For the Beach Boys it was California Girls who were sans pareil. For Chas and Dave it was the Girls of London Town. But this column is dedicated to the girls of Merseyside. On Grand National Day at Aintree, it was wet and windy. Umbrellas turned inside out, racecards disintegrated to sodden pulp, rain seeped down inside your collar. But everywhere you turned there they were in their wispy little bits of silk and lace, spray-tanned midriffs frequently on view, dressed nine out of ten of them for a summer evening’s dance floor and still loving every minute of it.
It was a pity that Carrie Ford, the 33-year-old mother who came out of retirement to ride Forest Gunner, trained by husband Richard, could not give them a first female victory in the race to reward their cheery stoicism. But she rode him beautifully to finish fifth behind the impressive winner Hedgehunter. If Forest Gunner hadn’t been running on empty from the Canal Turn second time round, they would have been closer.
Four times Grand National-winning trainer Ginger McCain, who had declared of Carrie that a ‘brood mare’ couldn’t win the National and threatened to bare his backside to the unkind elements if she did, was getting nervous on the second circuit that he might have to fulfil his promise. He had taken the precaution of presenting Carrie with a bunch of flowers before the race, even if it was only on loan before he visited the grave beside the winning post of Red Rum, the horse he trained to win three Nationals and finish second in two more.
I made my annual pilgrimage there, too, to see the bouquets placed there already, cards from his admirers declaring ‘Thinking of you on your special day’ and tubes of Polo mints.

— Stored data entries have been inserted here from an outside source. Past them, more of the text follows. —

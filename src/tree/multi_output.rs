//! Multi-output classification: one forest per target column.

use super::{ForestConfig, RandomForestClassifier};
use crate::error::{HomeError, Result};
use crate::primitives::Matrix;
use serde::{Deserialize, Serialize};

/// Fits an independent [`RandomForestClassifier`] for every column of a
/// target table and predicts whole target rows.
#[derive(Debug, Clone, PartialEq, Serialize, Deserialize)]
pub struct MultiOutputClassifier {
    estimators: Vec<RandomForestClassifier>,
    config: ForestConfig,
}

impl MultiOutputClassifier {
    /// Creates an unfitted multi-output classifier.
    #[must_use]
    pub fn new(config: ForestConfig) -> Self {
        Self {
            estimators: Vec::new(),
            config,
        }
    }

    /// Number of target columns, zero before fit.
    #[must_use]
    pub fn n_outputs(&self) -> usize {
        self.estimators.len()
    }

    /// Fits one forest per column of `y`.
    ///
    /// # Errors
    ///
    /// Returns an error if `y` has no columns, its row count differs from
    /// `x`, or any forest fails to fit.
    pub fn fit(&mut self, x: &Matrix<f32>, y: &Matrix<usize>) -> Result<()> {
        if y.n_cols() == 0 {
            return Err(HomeError::EmptyData(
                "multi-output target table has no columns".to_string(),
            ));
        }
        if x.n_rows() != y.n_rows() {
            return Err(HomeError::DimensionMismatch {
                expected: format!("{} target rows", x.n_rows()),
                actual: format!("{} target rows", y.n_rows()),
            });
        }

        self.estimators = (0..y.n_cols())
            .map(|col| {
                let mut forest = RandomForestClassifier::new(self.config.clone());
                forest.fit(x, &y.column(col))?;
                Ok(forest)
            })
            .collect::<Result<Vec<_>>>()?;
        Ok(())
    }

    /// Predicts a `(n_samples, n_outputs)` table.
    ///
    /// # Errors
    ///
    /// Returns an error if unfitted or rows have the wrong width.
    pub fn predict(&self, x: &Matrix<f32>) -> Result<Matrix<usize>> {
        let rows = (0..x.n_rows())
            .map(|r| self.predict_row(x.row(r)))
            .collect::<Result<Vec<_>>>()?;
        Matrix::from_rows(self.n_outputs(), &rows).map_err(HomeError::from)
    }

    /// Predicts every output for one sample.
    ///
    /// # Errors
    ///
    /// Returns an error if unfitted or the row has the wrong width.
    pub fn predict_row(&self, sample: &[f32]) -> Result<Vec<usize>> {
        if self.estimators.is_empty() {
            return Err(HomeError::NotFitted("MultiOutputClassifier"));
        }
        self.estimators
            .iter()
            .map(|forest| forest.predict_row(sample))
            .collect()
    }
}
//! Decision tree algorithms and ensemble methods.
//!
//! This module implements:
//! - CART (Classification and Regression Trees) using Gini impurity
//! - Random Forest ensemble classifier
//! - A multi-output wrapper fitting one forest per target column
//!
//! # Example
//!
//! ```
//! use homeauto::primitives::Matrix;
//! use homeauto::tree::DecisionTreeClassifier;
//!
//! // Training data (simple 2D binary classification)
//! let x = Matrix::from_vec(4, 2, vec![
//!     0.0, 0.0,  // class 0
//!     0.0, 1.0,  // class 0
//!     1.0, 0.0,  // class 1
//!     1.0, 1.0,  // class 1
//! ]).expect("valid matrix");
//! let y = vec![0, 0, 1, 1];
//!
//! let mut tree = DecisionTreeClassifier::new().with_max_depth(3);
//! tree.fit(&x, &y).expect("fit should succeed");
//! assert_eq!(tree.predict(&x).expect("fitted"), y);
//! ```

mod forest;
mod multi_output;

pub use forest::{ForestConfig, MaxFeatures, RandomForestClassifier};
pub use multi_output::MultiOutputClassifier;

use crate::error::{HomeError, Result};
use crate::primitives::Matrix;
use rand::rngs::StdRng;
use rand::seq::SliceRandom;
use rand::SeedableRng;
use serde::{Deserialize, Serialize};

/// Internal node in a decision tree.
///
/// Contains a split condition (feature and threshold) and pointers to
/// left and right subtrees.
#[derive(Debug, Clone, PartialEq, Serialize, Deserialize)]
pub struct Node {
    /// Index of the feature to split on
    pub feature_idx: usize,
    /// Threshold value for the split
    pub threshold: f32,
    /// Left subtree (samples where feature <= threshold)
    pub left: Box<TreeNode>,
    /// Right subtree (samples where feature > threshold)
    pub right: Box<TreeNode>,
}

/// Leaf node in a decision tree.
#[derive(Debug, Clone, PartialEq, Serialize, Deserialize)]
pub struct Leaf {
    /// Predicted class label for this leaf
    pub class_label: usize,
    /// Number of training samples in this leaf
    pub n_samples: usize,
}

/// A node in a decision tree (either internal node or leaf).
#[derive(Debug, Clone, PartialEq, Serialize, Deserialize)]
pub enum TreeNode {
    /// Internal decision node with split condition
    Node(Node),
    /// Leaf node with class prediction
    Leaf(Leaf),
}

impl TreeNode {
    /// Returns the depth of the tree rooted at this node.
    ///
    /// Leaf nodes have depth 0, internal nodes have depth 1 + max(left, right).
    #[must_use]
    pub fn depth(&self) -> usize {
        match self {
            TreeNode::Leaf(_) => 0,
            TreeNode::Node(n) => 1 + n.left.depth().max(n.right.depth()),
        }
    }

    /// Walks to a leaf; a split on a feature the sample lacks is an error.
    fn classify(&self, sample: &[f32]) -> Result<usize> {
        let mut node = self;
        loop {
            match node {
                TreeNode::Leaf(leaf) => return Ok(leaf.class_label),
                TreeNode::Node(internal) => {
                    let value = sample.get(internal.feature_idx).ok_or_else(|| {
                        HomeError::DimensionMismatch {
                            expected: format!("feature {}", internal.feature_idx),
                            actual: format!("{} features", sample.len()),
                        }
                    })?;
                    node = if *value <= internal.threshold {
                        &internal.left
                    } else {
                        &internal.right
                    };
                }
            }
        }
    }
}

/// Decision tree classifier using the CART algorithm.
///
/// Uses Gini impurity for splitting criterion and builds trees recursively.
/// When `max_features` is set, each node considers a random subset of the
/// features, which is how the forest decorrelates its trees.
#[derive(Debug, Clone, PartialEq, Serialize, Deserialize)]
pub struct DecisionTreeClassifier {
    tree: Option<TreeNode>,
    max_depth: Option<usize>,
    min_samples_split: usize,
    max_features: Option<usize>,
    random_state: Option<u64>,
    /// Number of features the model was trained on (for validation)
    n_features: Option<usize>,
}

impl DecisionTreeClassifier {
    /// Creates a new decision tree classifier with default parameters.
    #[must_use]
    pub fn new() -> Self {
        Self {
            tree: None,
            max_depth: None,
            min_samples_split: 2,
            max_features: None,
            random_state: None,
            n_features: None,
        }
    }

    /// Sets the maximum depth of the tree (root has depth 0).
    #[must_use]
    pub fn with_max_depth(mut self, depth: usize) -> Self {
        self.max_depth = Some(depth);
        self
    }

    /// Nodes with fewer samples than this become leaves.
    #[must_use]
    pub fn with_min_samples_split(mut self, min_samples: usize) -> Self {
        self.min_samples_split = min_samples.max(2);
        self
    }

    /// Number of features examined at each split.
    #[must_use]
    pub fn with_max_features(mut self, max_features: usize) -> Self {
        self.max_features = Some(max_features.max(1));
        self
    }

    /// Seed for feature subsampling.
    #[must_use]
    pub fn with_random_state(mut self, random_state: u64) -> Self {
        self.random_state = Some(random_state);
        self
    }

    /// Fits the decision tree to training data.
    ///
    /// # Arguments
    ///
    /// * `x` - Training features (n_samples × n_features)
    /// * `y` - Training labels (n_samples class indices)
    ///
    /// # Errors
    ///
    /// Returns an error if `x` and `y` disagree in length or are empty.
    pub fn fit(&mut self, x: &Matrix<f32>, y: &[usize]) -> Result<()> {
        let indices: Vec<usize> = (0..x.n_rows()).collect();
        self.fit_rows(x, y, indices)
    }

    /// Fits on the rows of `x` named by `rows`; repeated indices count as
    /// repeated samples.
    pub(crate) fn fit_rows(&mut self, x: &Matrix<f32>, y: &[usize], rows: Vec<usize>) -> Result<()> {
        let (n_rows, n_cols) = x.shape();
        if n_rows != y.len() {
            return Err(HomeError::DimensionMismatch {
                expected: format!("{n_rows} labels"),
                actual: format!("{} labels", y.len()),
            });
        }
        if rows.is_empty() {
            return Err(HomeError::EmptyData(
                "cannot fit a decision tree with zero samples".to_string(),
            ));
        }
        if n_cols == 0 {
            return Err(HomeError::EmptyData(
                "cannot fit a decision tree with zero features".to_string(),
            ));
        }

        let n_classes = y.iter().copied().max().map_or(1, |m| m + 1);
        let mut builder = TreeBuilder {
            x,
            y,
            n_classes,
            max_depth: self.max_depth,
            min_samples_split: self.min_samples_split,
            max_features: self.max_features.map(|m| m.min(n_cols)),
            rng: StdRng::seed_from_u64(self.random_state.unwrap_or_else(rand::random)),
        };
        self.n_features = Some(n_cols);
        self.tree = Some(builder.build(rows, 0));
        Ok(())
    }

    /// Predicts class labels for samples.
    ///
    /// # Errors
    ///
    /// Returns an error if called before `fit` or if the feature count
    /// differs from the training data.
    pub fn predict(&self, x: &Matrix<f32>) -> Result<Vec<usize>> {
        (0..x.n_rows()).map(|row| self.predict_row(x.row(row))).collect()
    }

    /// Predicts the class label for a single sample.
    ///
    /// # Errors
    ///
    /// Returns an error if called before `fit` or if the sample is too short.
    pub fn predict_row(&self, sample: &[f32]) -> Result<usize> {
        let tree = self
            .tree
            .as_ref()
            .ok_or(HomeError::NotFitted("DecisionTreeClassifier"))?;
        if let Some(expected) = self.n_features {
            if sample.len() != expected {
                return Err(HomeError::DimensionMismatch {
                    expected: format!("{expected} features"),
                    actual: format!("{} features", sample.len()),
                });
            }
        }
        tree.classify(sample)
    }

    /// Depth of the fitted tree, `None` before fit.
    #[must_use]
    pub fn depth(&self) -> Option<usize> {
        self.tree.as_ref().map(TreeNode::depth)
    }

    /// Root of the fitted tree.
    #[must_use]
    pub fn root(&self) -> Option<&TreeNode> {
        self.tree.as_ref()
    }
}

impl Default for DecisionTreeClassifier {
    fn default() -> Self {
        Self::new()
    }
}

// Helper functions for tree building

/// Calculate Gini impurity from per-class counts.
///
/// Formula: Gini = 1 - Σ(p_i²) where p_i is the proportion of class i
fn gini_from_counts(counts: &[usize], total: usize) -> f32 {
    if total == 0 {
        return 0.0;
    }
    let n = total as f32;
    1.0 - counts
        .iter()
        .map(|&c| {
            let p = c as f32 / n;
            p * p
        })
        .sum::<f32>()
}

/// Most frequent class; ties go to the smallest class index.
fn majority_from_counts(counts: &[usize]) -> usize {
    let mut best = 0;
    for (class, &count) in counts.iter().enumerate() {
        if count > counts[best] {
            best = class;
        }
    }
    best
}

/// Recursive CART construction over row indices of a shared matrix.
struct TreeBuilder<'a> {
    x: &'a Matrix<f32>,
    y: &'a [usize],
    n_classes: usize,
    max_depth: Option<usize>,
    min_samples_split: usize,
    max_features: Option<usize>,
    rng: StdRng,
}

/// Best split found for a node.
struct Split {
    feature_idx: usize,
    threshold: f32,
    gain: f32,
}

impl TreeBuilder<'_> {
    fn class_counts(&self, rows: &[usize]) -> Vec<usize> {
        let mut counts = vec![0; self.n_classes];
        for &r in rows {
            counts[self.y[r]] += 1;
        }
        counts
    }

    fn build(&mut self, rows: Vec<usize>, depth: usize) -> TreeNode {
        let counts = self.class_counts(&rows);
        let n_samples = rows.len();
        let leaf = TreeNode::Leaf(Leaf {
            class_label: majority_from_counts(&counts),
            n_samples,
        });

        // Stopping criteria: pure node, too small, or max depth reached
        let pure = counts.iter().filter(|&&c| c > 0).count() <= 1;
        let at_max_depth = self.max_depth.is_some_and(|d| depth >= d);
        if pure || at_max_depth || n_samples < self.min_samples_split {
            return leaf;
        }

        let Some(split) = self.find_best_split(&rows, &counts) else {
            return leaf;
        };

        let (left_rows, right_rows): (Vec<usize>, Vec<usize>) = rows
            .into_iter()
            .partition(|&r| self.x.get(r, split.feature_idx) <= split.threshold);
        if left_rows.is_empty() || right_rows.is_empty() {
            return leaf;
        }

        tracing::trace!(
            depth,
            feature = split.feature_idx,
            threshold = split.threshold,
            gain = split.gain,
            "split node"
        );

        let left = self.build(left_rows, depth + 1);
        let right = self.build(right_rows, depth + 1);
        TreeNode::Node(Node {
            feature_idx: split.feature_idx,
            threshold: split.threshold,
            left: Box::new(left),
            right: Box::new(right),
        })
    }

    /// Feature visiting order: shuffled when only a subset is examined.
    fn feature_order(&mut self) -> Vec<usize> {
        let n_features = self.x.n_cols();
        let mut order: Vec<usize> = (0..n_features).collect();
        if self.max_features.is_some_and(|k| k < n_features) {
            order.shuffle(&mut self.rng);
        }
        order
    }

    fn is_constant(&self, rows: &[usize], feature_idx: usize) -> bool {
        let first = self.x.get(rows[0], feature_idx);
        rows.iter()
            .all(|&r| (self.x.get(r, feature_idx) - first).abs() <= 1e-10)
    }

    /// Returns the split with highest Gini gain, if any split reduces
    /// impurity.
    ///
    /// Features constant within the node are skipped without using up the
    /// `max_features` budget, so a node only becomes a leaf for lack of
    /// candidates when every feature is constant in it.
    fn find_best_split(&mut self, rows: &[usize], counts: &[usize]) -> Option<Split> {
        let current = gini_from_counts(counts, rows.len());
        let budget = self.max_features.unwrap_or(self.x.n_cols());
        let mut best: Option<Split> = None;
        let mut examined = 0;

        for feature_idx in self.feature_order() {
            if examined == budget {
                break;
            }
            if self.is_constant(rows, feature_idx) {
                continue;
            }
            examined += 1;
            if let Some((threshold, gain)) = self.best_threshold(rows, counts, current, feature_idx)
            {
                if best.as_ref().map_or(true, |b| gain > b.gain) {
                    best = Some(Split {
                        feature_idx,
                        threshold,
                        gain,
                    });
                }
            }
        }
        best
    }

    /// Sweeps the sorted feature values once, moving samples from the right
    /// partition to the left, and scores each midpoint threshold.
    fn best_threshold(
        &self,
        rows: &[usize],
        counts: &[usize],
        current_impurity: f32,
        feature_idx: usize,
    ) -> Option<(f32, f32)> {
        let mut values: Vec<(f32, usize)> = rows
            .iter()
            .map(|&r| (self.x.get(r, feature_idx), self.y[r]))
            .collect();
        values.sort_by(|a, b| a.0.total_cmp(&b.0));

        let total = values.len();
        if total < 2 {
            return None;
        }
        let mut left_counts = vec![0; self.n_classes];
        let mut right_counts = counts.to_vec();
        let mut best: Option<(f32, f32)> = None;

        for i in 0..total - 1 {
            let (value, label) = values[i];
            left_counts[label] += 1;
            right_counts[label] -= 1;

            let next = values[i + 1].0;
            if (next - value).abs() <= 1e-10 {
                continue;
            }

            let n_left = i + 1;
            let n_right = total - n_left;
            let weighted = (n_left as f32 * gini_from_counts(&left_counts, n_left)
                + n_right as f32 * gini_from_counts(&right_counts, n_right))
                / total as f32;
            let gain = current_impurity - weighted;
            if gain > 1e-7 && best.map_or(true, |(_, g)| gain > g) {
                best = Some(((value + next) / 2.0, gain));
            }
        }
        best
    }
}
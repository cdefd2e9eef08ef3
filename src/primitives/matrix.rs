//! Matrix type for 2D tabular data.

use serde::{Deserialize, Serialize};

/// A 2D matrix stored in row-major order.
///
/// Feature tables use `Matrix<f32>`, encoded target tables and multi-output
/// predictions use `Matrix<usize>`.
///
/// # Examples
///
/// ```
/// use homeauto::primitives::Matrix;
///
/// let m = Matrix::from_vec(2, 3, vec![1.0, 2.0, 3.0, 4.0, 5.0, 6.0]).expect("data length matches rows * cols");
/// assert_eq!(m.shape(), (2, 3));
/// assert_eq!(m.row(1), &[4.0, 5.0, 6.0]);
/// ```
#[derive(Debug, Clone, PartialEq, Serialize, Deserialize)]
pub struct Matrix<T> {
    data: Vec<T>,
    rows: usize,
    cols: usize,
}

impl<T: Copy> Matrix<T> {
    /// Creates a new matrix from a vector of data.
    ///
    /// # Errors
    ///
    /// Returns an error if data length doesn't match rows * cols.
    pub fn from_vec(rows: usize, cols: usize, data: Vec<T>) -> Result<Self, &'static str> {
        if data.len() != rows * cols {
            return Err("Data length must equal rows * cols");
        }
        Ok(Self { data, rows, cols })
    }

    /// Creates a matrix from equally sized rows.
    ///
    /// An empty row list yields a `0 x cols` matrix.
    ///
    /// # Errors
    ///
    /// Returns an error if a row's length differs from `cols`.
    pub fn from_rows(cols: usize, rows: &[Vec<T>]) -> Result<Self, &'static str> {
        let mut data = Vec::with_capacity(rows.len() * cols);
        for row in rows {
            if row.len() != cols {
                return Err("All rows must have the same number of columns");
            }
            data.extend_from_slice(row);
        }
        Ok(Self {
            data,
            rows: rows.len(),
            cols,
        })
    }

    /// Creates a matrix whose columns are the given equally long slices.
    ///
    /// # Errors
    ///
    /// Returns an error if the columns differ in length.
    pub fn from_columns(columns: &[&[T]]) -> Result<Self, &'static str> {
        let cols = columns.len();
        let rows = columns.first().map_or(0, |c| c.len());
        if columns.iter().any(|c| c.len() != rows) {
            return Err("All columns must have the same length");
        }
        let mut data = Vec::with_capacity(rows * cols);
        for row in 0..rows {
            for column in columns {
                data.push(column[row]);
            }
        }
        Ok(Self { data, rows, cols })
    }

    /// Returns the shape as (rows, cols).
    #[must_use]
    pub fn shape(&self) -> (usize, usize) {
        (self.rows, self.cols)
    }

    /// Returns the number of rows.
    #[must_use]
    pub fn n_rows(&self) -> usize {
        self.rows
    }

    /// Returns the number of columns.
    #[must_use]
    pub fn n_cols(&self) -> usize {
        self.cols
    }

    /// Gets element at (row, col).
    ///
    /// # Panics
    ///
    /// Panics if indices are out of bounds.
    #[must_use]
    pub fn get(&self, row: usize, col: usize) -> T {
        self.data[row * self.cols + col]
    }

    /// Returns a row as a slice.
    #[must_use]
    pub fn row(&self, row_idx: usize) -> &[T] {
        let start = row_idx * self.cols;
        &self.data[start..start + self.cols]
    }

    /// Returns a column as an owned vector.
    #[must_use]
    pub fn column(&self, col_idx: usize) -> Vec<T> {
        (0..self.rows)
            .map(|row| self.data[row * self.cols + col_idx])
            .collect()
    }

    /// Returns a new matrix holding the given rows, in the given order.
    ///
    /// # Panics
    ///
    /// Panics if an index is out of bounds.
    #[must_use]
    pub fn select_rows(&self, indices: &[usize]) -> Self {
        let mut data = Vec::with_capacity(indices.len() * self.cols);
        for &idx in indices {
            data.extend_from_slice(self.row(idx));
        }
        Self {
            data,
            rows: indices.len(),
            cols: self.cols,
        }
    }
}

#[cfg(test)]
mod tests {
    use super::*;

    #[test]
    fn test_from_vec_rejects_bad_length() {
        assert!(Matrix::from_vec(2, 2, vec![1.0f32, 2.0, 3.0]).is_err());
    }

    #[test]
    fn test_from_rows() {
        let m = Matrix::from_rows(2, &[vec![1, 2], vec![3, 4], vec![5, 6]])
            .expect("rows are uniform");
        assert_eq!(m.shape(), (3, 2));
        assert_eq!(m.get(2, 1), 6);
        assert!(Matrix::from_rows(2, &[vec![1, 2], vec![3]]).is_err());
    }

    #[test]
    fn test_from_rows_empty() {
        let m: Matrix<usize> = Matrix::from_rows(4, &[]).expect("empty is fine");
        assert_eq!(m.shape(), (0, 4));
    }

    #[test]
    fn test_from_columns() {
        let a = [1usize, 2, 3];
        let b = [4usize, 5, 6];
        let m = Matrix::from_columns(&[&a, &b]).expect("columns are uniform");
        assert_eq!(m.shape(), (3, 2));
        assert_eq!(m.row(0), &[1, 4]);
        assert_eq!(m.column(1), vec![4, 5, 6]);
    }

    #[test]
    fn test_select_rows_preserves_order() {
        let m = Matrix::from_vec(3, 2, vec![0, 1, 10, 11, 20, 21]).expect("valid");
        let picked = m.select_rows(&[2, 0]);
        assert_eq!(picked.shape(), (2, 2));
        assert_eq!(picked.row(0), &[20, 21]);
        assert_eq!(picked.row(1), &[0, 1]);
    }
}
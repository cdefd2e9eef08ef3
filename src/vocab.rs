//! Closed vocabularies for the categorical context columns, plus the
//! dataset column layout.
//!
//! Categorical inputs only have a canonical encoding when they are drawn
//! from these fixed sets. Each vocabulary also names the fallback value the
//! custom form mode substitutes for unknown text.

use crate::error::HomeError;
use serde::{Deserialize, Serialize};
use std::fmt;
use std::str::FromStr;

macro_rules! closed_vocab {
    (
        $(#[$meta:meta])*
        $name:ident, column = $column:literal, fallback = $fallback:ident,
        { $($variant:ident => $text:literal),+ $(,)? }
    ) => {
        $(#[$meta])*
        #[derive(Debug, Clone, Copy, PartialEq, Eq, Hash, PartialOrd, Ord, Serialize, Deserialize)]
        #[serde(rename_all = "snake_case")]
        pub enum $name {
            $(
                #[doc = concat!("`", $text, "`")]
                $variant,
            )+
        }

        impl $name {
            /// Every value, in form display order.
            pub const ALL: &'static [$name] = &[$($name::$variant),+];

            /// Dataset column holding this vocabulary.
            pub const COLUMN: &'static str = $column;

            /// Value substituted for unknown free text in custom mode.
            pub const FALLBACK: $name = $name::$fallback;

            /// Canonical text form, as stored in the dataset.
            #[must_use]
            pub fn as_str(self) -> &'static str {
                match self {
                    $($name::$variant => $text,)+
                }
            }

            /// Parses `text`, or returns the fallback value when it is not in
            /// the vocabulary.
            #[must_use]
            pub fn parse_or_fallback(text: &str) -> Self {
                text.parse().unwrap_or(Self::FALLBACK)
            }
        }

        impl FromStr for $name {
            type Err = HomeError;

            fn from_str(s: &str) -> Result<Self, Self::Err> {
                match s {
                    $($text => Ok($name::$variant),)+
                    other => Err(HomeError::UnknownLabel {
                        column: $column.to_string(),
                        label: other.to_string(),
                    }),
                }
            }
        }

        impl fmt::Display for $name {
            fn fmt(&self, f: &mut fmt::Formatter<'_>) -> fmt::Result {
                f.write_str(self.as_str())
            }
        }
    };
}

closed_vocab! {
    /// How the person feels.
    Mood, column = "mood", fallback = Happy,
    {
        Peaceful => "peaceful",
        Focused => "focused",
        Tired => "tired",
        Stressed => "stressed",
        Happy => "happy",
        Calm => "calm",
        Energetic => "energetic",
    }
}

closed_vocab! {
    /// What the person is currently doing.
    Condition, column = "person_condition", fallback = AtHome,
    {
        Sleeping => "sleeping",
        AtWork => "at_work",
        AtHome => "at_home",
        Out => "out",
        GettingReady => "getting_ready",
        Awake => "awake",
    }
}

closed_vocab! {
    /// Coarse time of day.
    TimeOfDay, column = "time_of_day", fallback = Afternoon,
    {
        Morning => "morning",
        Afternoon => "afternoon",
        Evening => "evening",
        Night => "night",
    }
}

/// Categorical feature columns, label-encoded before training.
pub const CATEGORICAL_COLUMNS: [&str; 3] = [Mood::COLUMN, Condition::COLUMN, TimeOfDay::COLUMN];

/// Binary feature columns, used as-is.
pub const FLAG_COLUMNS: [&str; 2] = ["at_home", "is_holiday"];

/// Feature matrix column order.
pub const FEATURE_COLUMNS: [&str; 5] = [
    Mood::COLUMN,
    Condition::COLUMN,
    TimeOfDay::COLUMN,
    "at_home",
    "is_holiday",
];

/// Binary device targets.
pub const DEVICE_COLUMNS: [&str; 6] = [
    "watch_tv",
    "play_music",
    "smart_locks",
    "security_cameras",
    "security_system",
    "water_heater_status",
];

/// Per-room light level targets.
pub const LIGHT_COLUMNS: [&str; 4] = [
    "bedroom_light",
    "living_room_light",
    "bathroom_light",
    "kitchen_light",
];

/// Music genre target.
pub const MUSIC_COLUMN: &str = "music_type";

/// `snake_case` column name to a title, e.g. `watch_tv` → `Watch Tv`.
#[must_use]
pub fn title_case(column: &str) -> String {
    column
        .split('_')
        .filter(|w| !w.is_empty())
        .map(|w| {
            let mut chars = w.chars();
            match chars.next() {
                Some(first) => first.to_uppercase().chain(chars).collect::<String>(),
                None => String::new(),
            }
        })
        .collect::<Vec<_>>()
        .join(" ")
}
//! Error types for the homeauto CLI

use homeauto::HomeError;
use std::path::PathBuf;
use std::process::ExitCode;
use thiserror::Error;

/// Result type alias for CLI operations
pub(crate) type Result<T> = std::result::Result<T, CliError>;

/// CLI error types
#[derive(Error, Debug)]
pub(crate) enum CliError {
    /// File not found
    #[error("File not found: {0}")]
    FileNotFound(PathBuf),

    /// Not a file (e.g., directory)
    #[error("Not a file: {0}")]
    NotAFile(PathBuf),

    /// Malformed dataset or model file
    #[error("Invalid format: {0}")]
    InvalidFormat(String),

    /// IO error
    #[error("IO error: {0}")]
    Io(#[from] std::io::Error),

    /// Input outside the vocabulary or a bad argument
    #[error("{0}")]
    InvalidInput(String),

    /// Library error
    #[error("{0}")]
    Model(String),

    /// Model bundle could not be loaded
    #[error("Model load failed: {0}")]
    ModelLoadFailed(String),

    /// Server could not start or stopped with an error
    #[error("Server error: {0}")]
    Server(String),
}

impl CliError {
    /// Get exit code for this error
    pub(crate) fn exit_code(&self) -> ExitCode {
        match self {
            Self::FileNotFound(_) | Self::NotAFile(_) => ExitCode::from(3),
            Self::InvalidFormat(_) => ExitCode::from(4),
            Self::InvalidInput(_) => ExitCode::from(5),
            Self::ModelLoadFailed(_) => ExitCode::from(6),
            Self::Io(_) => ExitCode::from(7),
            Self::Server(_) => ExitCode::from(10),
            Self::Model(_) => ExitCode::from(1),
        }
    }
}

impl From<HomeError> for CliError {
    fn from(e: HomeError) -> Self {
        match e {
            HomeError::UnknownLabel { .. }
            | HomeError::InvalidInput(_)
            | HomeError::InvalidHyperparameter { .. } => Self::InvalidInput(e.to_string()),
            HomeError::Csv(_) | HomeError::Serialization(_) => Self::InvalidFormat(e.to_string()),
            HomeError::Io(io) => Self::Io(io),
            other => Self::Model(other.to_string()),
        }
    }
}

impl From<serde_json::Error> for CliError {
    fn from(e: serde_json::Error) -> Self {
        Self::InvalidFormat(e.to_string())
    }
}

#[cfg(test)]
mod tests {
    use super::*;

    #[test]
    fn test_messages_name_the_path() {
        let e = CliError::FileNotFound(PathBuf::from("data.csv"));
        assert_eq!(e.to_string(), "File not found: data.csv");
        let e = CliError::ModelLoadFailed("truncated".into());
        assert_eq!(e.to_string(), "Model load failed: truncated");
    }

    #[test]
    fn test_unknown_label_maps_to_invalid_input() {
        let e: CliError = HomeError::UnknownLabel {
            column: "mood".into(),
            label: "grumpy".into(),
        }
        .into();
        assert!(matches!(e, CliError::InvalidInput(_)));
        assert!(e.to_string().contains("grumpy"));
    }

    #[test]
    fn test_io_error_keeps_its_variant() {
        let e: CliError = HomeError::Io(std::io::Error::new(std::io::ErrorKind::Other, "disk")).into();
        assert!(matches!(e, CliError::Io(_)));
    }

    #[test]
    fn test_not_fitted_maps_to_model() {
        let e: CliError = HomeError::NotFitted("RandomForestClassifier").into();
        assert!(matches!(e, CliError::Model(_)));
    }
}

The National is the People’s Race. It inspires sentimentality and it always provides a story.
This year it was the story of a quest fulfilled. They haven’t found the Loch Ness Monster yet, or the lost city of Atlantis, but for 69-year-old Trevor Hemmings, a man who started his first building company with £12 and whose £800 million interests now include Blackpool Tower, it was the end of a long search for a National winner. It had been his dream since Specify, owned by Fred Pontin, for whom he was building holiday camps, won in 1971, and he used to watch Red Rum galloping on the Southport sands behind Ginger McCain’s garage.
But even rich men find it hard. Hedgehunter, trained in Ireland by Willie Mullins and one of 48 horses which Trevor Hemmings has with 11 trainers, was his 13th National runner. Only one previously had got round and two were killed in the attempt. Last year Hedgehunter fell at the last when up with the leaders; this time he cruised home 14 lengths clear.
The People’s Race and the Rich Man’s Dream. You have to spare a thought for champion jockey Tony McCoy, for trainer Jonjo O’Neill and for millionaire Irish owner J.P. McManus. J.P. also wants desperately to win the race. He had no fewer than six runners this year, one of them Clan Royal, who was second in 2004 after his jockey lost his whip five out and had steering problems after the last. This year Clan Royal was in the lead and going best of all when they were taken out by a loose horse at Becher’s second time around.
Bad enough for McCoy, who has yet to win the race in ten attempts. Bad enough for McManus, who has nearly 200 horses in training. But agony for Jonjo O’Neill whose yard was shut down for two months with a virus and who has been struggling to get his horses to the racecourse, let alone to win races. Jonjo was the first last year to congratulate Ginger McCain on his winner Amberleigh House. This year, asked about McCoy’s misfortune on Clan Royal, he grinned and said, ‘He fell off, didn’t he?’ He added, ‘That’s the National for you. No use kicking the cat. We live to fight another day.’ You don’t find a much better definition of grace in adversity. Clan Royal having been the National banker in my Ten to Follow, Mrs Oakley’s cat noted my tone and stayed upstairs just in case.
Other compliments are due. A bouquet for handicapper Phil Smith, who has been trying to encourage better-class horses into the four-and-a-half-mile race over 30 hefty spruce battlements by giving them less weight than they would carry over three miles round park courses. For all his efforts, we were writing every year that no horse had won with more than 11 stone on its back since Corbiere in 1983. Now the 11-stone hoodoo has been broken. Hedgehunter, his handicap mark shrewdly protected by Willie Mullins mostly running him over hurdles, carried 11st 1lb. And Royal Auclair, in second, was humping 11st 10lb.
Huge praise, too, has rightly been heaped on the prematurely grey head of jockey Ruby Walsh. We talk of horses being ‘Aintree types’. Time and again horses which have run well over the big Aintree fences in races like the National, the Becher Chase and the Topham Trophy come and do it again. But there are clearly Aintree jockeys, too. Ruby Walsh has now ridden in the race five times, won it twice and finished fourth twice. Only once has he failed to complete.
He had to give Hedgehunter time to re-gather himself after the horse had hit the fence before Becher’s, and he was left in front sooner than he would have wished. After the last-fence fall in 2004 of a seemingly tired horse, he needed to conserve Hedgehunter’s energy, and he clocked his race perfectly.